(Stored items)
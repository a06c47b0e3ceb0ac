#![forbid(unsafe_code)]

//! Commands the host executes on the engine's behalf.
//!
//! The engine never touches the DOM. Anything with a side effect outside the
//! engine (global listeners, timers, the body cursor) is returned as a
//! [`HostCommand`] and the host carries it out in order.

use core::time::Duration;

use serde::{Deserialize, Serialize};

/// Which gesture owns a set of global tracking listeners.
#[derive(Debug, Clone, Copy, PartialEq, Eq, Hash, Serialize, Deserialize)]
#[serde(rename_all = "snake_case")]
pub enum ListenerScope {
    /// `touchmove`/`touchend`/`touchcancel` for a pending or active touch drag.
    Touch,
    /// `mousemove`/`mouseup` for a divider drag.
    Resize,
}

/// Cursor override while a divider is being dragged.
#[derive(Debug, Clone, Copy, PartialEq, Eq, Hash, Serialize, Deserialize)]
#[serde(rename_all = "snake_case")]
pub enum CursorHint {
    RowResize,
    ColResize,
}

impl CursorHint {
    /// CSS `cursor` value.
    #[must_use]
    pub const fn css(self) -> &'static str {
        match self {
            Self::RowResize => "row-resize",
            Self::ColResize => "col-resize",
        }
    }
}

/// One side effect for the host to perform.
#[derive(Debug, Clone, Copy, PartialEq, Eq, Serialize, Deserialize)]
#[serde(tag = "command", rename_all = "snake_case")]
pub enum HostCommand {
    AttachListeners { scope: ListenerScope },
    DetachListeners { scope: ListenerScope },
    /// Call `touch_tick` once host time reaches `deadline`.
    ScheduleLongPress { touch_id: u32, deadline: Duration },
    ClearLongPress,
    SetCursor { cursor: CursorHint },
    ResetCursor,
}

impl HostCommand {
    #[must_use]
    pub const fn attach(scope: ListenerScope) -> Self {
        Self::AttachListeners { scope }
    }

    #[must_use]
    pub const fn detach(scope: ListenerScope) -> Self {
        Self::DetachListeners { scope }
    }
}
---
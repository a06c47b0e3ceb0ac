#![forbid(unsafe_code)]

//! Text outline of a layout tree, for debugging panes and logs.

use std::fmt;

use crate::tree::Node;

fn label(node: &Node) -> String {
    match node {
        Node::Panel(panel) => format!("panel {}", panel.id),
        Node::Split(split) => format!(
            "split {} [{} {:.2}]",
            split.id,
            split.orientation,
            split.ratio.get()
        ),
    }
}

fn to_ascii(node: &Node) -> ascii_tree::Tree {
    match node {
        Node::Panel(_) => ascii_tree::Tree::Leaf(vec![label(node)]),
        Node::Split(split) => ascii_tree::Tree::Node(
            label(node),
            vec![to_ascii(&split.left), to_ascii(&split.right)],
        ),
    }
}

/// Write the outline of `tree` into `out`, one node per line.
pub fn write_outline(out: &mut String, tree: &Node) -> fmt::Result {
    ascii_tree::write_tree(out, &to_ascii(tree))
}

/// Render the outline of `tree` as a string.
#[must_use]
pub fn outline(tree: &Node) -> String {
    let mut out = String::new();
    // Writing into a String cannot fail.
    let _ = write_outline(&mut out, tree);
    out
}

▸ **Brief**:
Report each line of the entries where the word "deadline" occurs.

▸ **Your solution**:
    /// Call `touch_tick` once host time reaches `deadline`.
    ScheduleLongPress { touch_id: u32, deadline: Duration },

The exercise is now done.